Show each line from the records below in which the word "with" occurs.

(Items from a dataset)
•••
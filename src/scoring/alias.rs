//! Alias resolution for expected answers
//!
//! Maps a canonical answer to alternate phrasings that also count as correct.
//! Keys and aliases are lowercased at registration so lookups and matching
//! are case-insensitive.

use serde::{Deserialize, Serialize};
use std::collections::HashMap;

/// Lowercased canonical answer → lowercased aliases
#[derive(Debug, Clone, Default, PartialEq, Eq, Serialize, Deserialize)]
pub struct AliasTable {
    aliases: HashMap<String, Vec<String>>,
}

impl AliasTable {
    /// Empty table: no answer has aliases
    pub fn new() -> Self {
        Self::default()
    }

    /// Register aliases for a canonical answer
    ///
    /// Registering the same canonical answer again replaces its aliases.
    pub fn register<I, S>(&mut self, canonical: &str, aliases: I)
    where
        I: IntoIterator<Item = S>,
        S: AsRef<str>,
    {
        let aliases = aliases
            .into_iter()
            .map(|a| a.as_ref().to_lowercase())
            .collect();
        self.aliases.insert(canonical.to_lowercase(), aliases);
    }

    /// Builder-style `register`
    pub fn with<I, S>(mut self, canonical: &str, aliases: I) -> Self
    where
        I: IntoIterator<Item = S>,
        S: AsRef<str>,
    {
        self.register(canonical, aliases);
        self
    }

    /// Aliases for `answer` (case-insensitive), empty if none registered
    pub fn lookup(&self, answer: &str) -> &[String] {
        self.aliases
            .get(&answer.to_lowercase())
            .map(Vec::as_slice)
            .unwrap_or(&[])
    }

    /// Number of canonical answers with aliases
    pub fn len(&self) -> usize {
        self.aliases.len()
    }

    pub fn is_empty(&self) -> bool {
        self.aliases.is_empty()
    }
}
•••
Answer to this task
    pub fn with<I, S>(mut self, canonical: &str, aliases: I) -> Self
    /// Number of canonical answers with aliases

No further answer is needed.